But the concept has also become a widely used shorthand for growing economic inequality. As the stock market soars and the wealthy drive consumer spending to record highs, other Americans have seen weaker wage growth while the cost of living continues to rise. As a visual representation of these dynamics, the K-shaped model reflects a common refrain: The rich are getting richer, while the poor are getting poorer.
The social ramifications are an under-discussed aspect of this reality. Those on the top half of the curve are increasingly insulated from the everyday realities of the bottom. The “haves”—people with high incomes and valuable assets—often live in a kind of bubble. They are more likely to be educated at a relatively small set of institutions, network within similar circles, and go on to work in many of the same fields and locations. The “have-nots,” on the other hand, are much more heterogeneous—across races, jobs, and life experiences.
It would be wrong to suggest that Boston College is only made up of the former. But it is undeniable that, as one of the most expensive colleges in the United States, BC draws a significant concentration of students from wealthy backgrounds.
Soon after arriving at BC, many students find they have a surprising number of commonalities: the same towns, high schools, sports teams, even childhood vacations. You probably play “the name game,” as I like to call it, with anyone you meet and land on at least one or two shared connections. What we often fail to recognize is that these overlaps can reflect the similar socioeconomic environments in which we grew up. It is a small world, yes, but an even smaller world for the well-to-do.

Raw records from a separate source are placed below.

//! Tables, columns and the sets they form in a statement's scope.

use core::marker::PhantomData;

use sqlweave_types::sql::{
    BigInt, Bool, Bytes, DataType, Date, Double, Float, Int, SmallInt, Text, Time, Timestamp,
    VarChar,
};

use super::{Cons, Name, Nil, Outer, TypeSet};
use crate::expr::{Expr, NonNull, Null, Nullability};
use crate::names::NameSet;

// =============================================================================
// Scope tables
// =============================================================================

/// Anything that can occupy a slot in a FROM clause's provided set:
/// tables, aliased tables, CTE references and derived tables.
pub trait ScopeTable: 'static {
    /// Name the element is referenced by in SQL.
    const SCOPE_NAME: &'static str;

    /// The element as seen through the nullable side of an outer join.
    type Outer: ScopeTable;
}

impl<T: ScopeTable> ScopeTable for Outer<T> {
    const SCOPE_NAME: &'static str = T::SCOPE_NAME;

    type Outer = Outer<T>;
}

/// A type-level list of scope tables.
pub trait TableList: TypeSet {
    type Append<Rhs: TableList>: TableList;

    /// Every element wrapped in [`Outer`].
    type Outer: TableList;

    /// Names of all elements, in order.
    const NAMES: NameSet;
}

impl TableList for Nil {
    type Append<Rhs: TableList> = Rhs;
    type Outer = Nil;

    const NAMES: NameSet = NameSet::EMPTY;
}

impl<H: ScopeTable, T: TableList> TableList for Cons<H, T> {
    type Append<Rhs: TableList> = Cons<H, T::Append<Rhs>>;
    type Outer = Cons<H::Outer, T::Outer>;

    const NAMES: NameSet = NameSet::EMPTY.with(H::SCOPE_NAME).union(T::NAMES);
}

// =============================================================================
// Columns as scope members
// =============================================================================

/// An expression that names a column of some scope table: a table column,
/// a column of an aliased table, or a field of a CTE or derived table.
pub trait ScopedColumn: Expr {
    type Scope: ScopeTable;
}

/// A type-level list of scoped columns.
pub trait ColumnSet: TypeSet {
    type Union<Rhs: ColumnSet>: ColumnSet;

    /// Scope tables of all columns.
    type Tables: TypeSet;
}

impl ColumnSet for Nil {
    type Union<Rhs: ColumnSet> = Rhs;
    type Tables = Nil;
}

impl<H: ScopedColumn, T: ColumnSet> ColumnSet for Cons<H, T> {
    type Union<Rhs: ColumnSet> = Cons<H, T::Union<Rhs>>;
    type Tables = Cons<H::Scope, T::Tables>;
}

// =============================================================================
// Schema description
// =============================================================================

/// Static description of one column.
#[derive(Debug, Clone, Copy, PartialEq, Eq)]
pub struct ColumnInfo {
    pub name: &'static str,
    pub sql_type: &'static str,
    pub nullable: bool,
    pub has_default: bool,
    pub primary_key: bool,
}

impl ColumnInfo {
    /// NOT NULL and without a default: every INSERT has to provide it.
    pub const fn is_required(&self) -> bool {
        !self.nullable && !self.has_default
    }
}

/// A table declared with [`table!`](crate::table).
pub trait Table: ScopeTable + Copy + Default + Send + Sync {
    const NAME: &'static str;
    /// Schema the table lives in, written before its name as the target of
    /// FROM, INSERT, UPDATE and DELETE. Columns stay qualified by `NAME`.
    const SCHEMA: Option<&'static str> = None;
    const COLUMNS: &'static [ColumnInfo];

    /// Tuple of all columns, in declaration order.
    type AllColumns: Copy;

    fn all_columns(&self) -> Self::AllColumns;
}

/// A column of a [`Table`].
///
/// SQL type and nullability are the column's [`Expr`] types, its name is
/// the [`Name`] impl.
pub trait Column: ScopedColumn + Name {
    type Table: Table;

    const HAS_DEFAULT: bool;
    const PRIMARY_KEY: bool;
}

/// Marks a nullable column type in [`table!`](crate::table).
pub struct Nullable<T>(PhantomData<T>);

/// SQL type plus nullability, as written in a column declaration.
pub trait ColumnType {
    type SQLType: DataType;
    type Nullable: Nullability;
}

macro_rules! column_types {
    ($($ty:ident),* $(,)?) => {
        $(
            impl ColumnType for $ty {
                type SQLType = $ty;
                type Nullable = NonNull;
            }
        )*
    };
}

column_types!(
    SmallInt, Int, BigInt, Float, Double, Text, VarChar, Bool, Bytes, Date, Time, Timestamp,
);

impl<T: DataType> ColumnType for Nullable<T> {
    type SQLType = T;
    type Nullable = Null;
}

This insularity is not inherently bad—no one chooses the zip code they grew up in or the private school that fed into their college. But it can lead us to mistakenly confuse the familiar for the universal.
When your social network is composed of people who share your economic background, it becomes easy, even natural, to assume your experience of money, opportunity, and hardship is simply “how things are.” This narrowness limits our perspective and our ability to empathize and engage with people from different backgrounds—qualities needed to act as “men and women for others” and to tackle the world’s problems once we leave BC.

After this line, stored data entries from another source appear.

use crate::sql::Token;
use crate::traits::{Concat, ToSQL, TypeSet};

use super::{Compound, Query, ResolvedList, UnionHead, UnionOperand};

fn assert_same_columns<L: ResolvedList, R: ResolvedList>() {
    const {
        assert!(
            L::NAMES.const_eq(&R::NAMES),
            "union sides must select the same column names"
        )
    };
}

impl<Res, C, K> Query<Res, C, K>
where
    Res: ResolvedList,
    C: TypeSet,
{
    /// `self UNION ALL other`.
    ///
    /// Both sides must select the same names with the same Rust row type.
    /// The result keeps the nullability of the left side. Neither side may
    /// end in ORDER BY, LIMIT or OFFSET, and only SELECTs can be combined.
    ///
    /// ```compile_fail,E0277
    /// use sqlweave_core::builder::select;
    /// use sqlweave_core::table;
    /// use sqlweave_core::types::Int;
    ///
    /// table! { struct Log("log") { id: Int } }
    ///
    /// let log = Log::default();
    /// let latest = select(log.id).from(log).unconditionally().order_by(log.id).build();
    /// // an ordered SELECT cannot start a UNION
    /// let _ = latest.union_all(select(log.id).from(log).unconditionally().build());
    /// ```
    ///
    /// ```compile_fail,E0277
    /// use sqlweave_core::builder::{delete_from, select};
    /// use sqlweave_core::table;
    /// use sqlweave_core::types::Int;
    ///
    /// table! { struct Log("log") { id: Int } }
    ///
    /// let log = Log::default();
    /// let removed = delete_from(log).unconditionally().returning(log.id).build();
    /// // a DELETE is not a SELECT
    /// let _ = select(log.id).from(log).unconditionally().build().union_all(removed);
    /// ```
    pub fn union_all<Res2, C2, K2>(self, other: Query<Res2, C2, K2>) -> Query<Res, Concat<C, C2>, Compound>
    where
        Res2: ResolvedList<Values = Res::Values>,
        K: UnionHead,
        C2: TypeSet,
        K2: UnionOperand,
    {
        assert_same_columns::<Res, Res2>();
        self.combine(Token::UNION_ALL, other)
    }

    /// `self UNION other`, removing duplicate rows.
    pub fn union_distinct<Res2, C2, K2>(
        self,
        other: Query<Res2, C2, K2>,
    ) -> Query<Res, Concat<C, C2>, Compound>
    where
        Res2: ResolvedList<Values = Res::Values>,
        K: UnionHead,
        C2: TypeSet,
        K2: UnionOperand,
    {
        assert_same_columns::<Res, Res2>();
        self.combine(Token::UNION_DISTINCT, other)
    }

    fn combine<Res2, C2: TypeSet, K2>(
        self,
        token: Token,
        other: Query<Res2, C2, K2>,
    ) -> Query<Res, Concat<C, C2>, Compound> {
        Query::new(self.into_sql().push(token).append(other.into_sql()))
    }
}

The Jesuit traditions of service and social justice push against this tendency—ideals I have seen many students embrace through advocacy, volunteering, and courses like God, Self, and Society. But awareness alone is not enough if our social world remains a closed loop. True understanding requires exposure.
BC can start by doing more to bring different economic realities onto campus: expanding financial aid, broadening recruitment, and fostering a culture that actively seeks out people from across the K-shaped curve—not just those who happened to land on its upper half.
I do not pretend to have all the answers to a problem as vast as economic inequality, but I am confident that any solution begins with stepping outside our familiar circles. None of our most pressing issues—the wealth gap, housing insecurity, and the skyrocketing cost of living—will be solved from inside a bubble.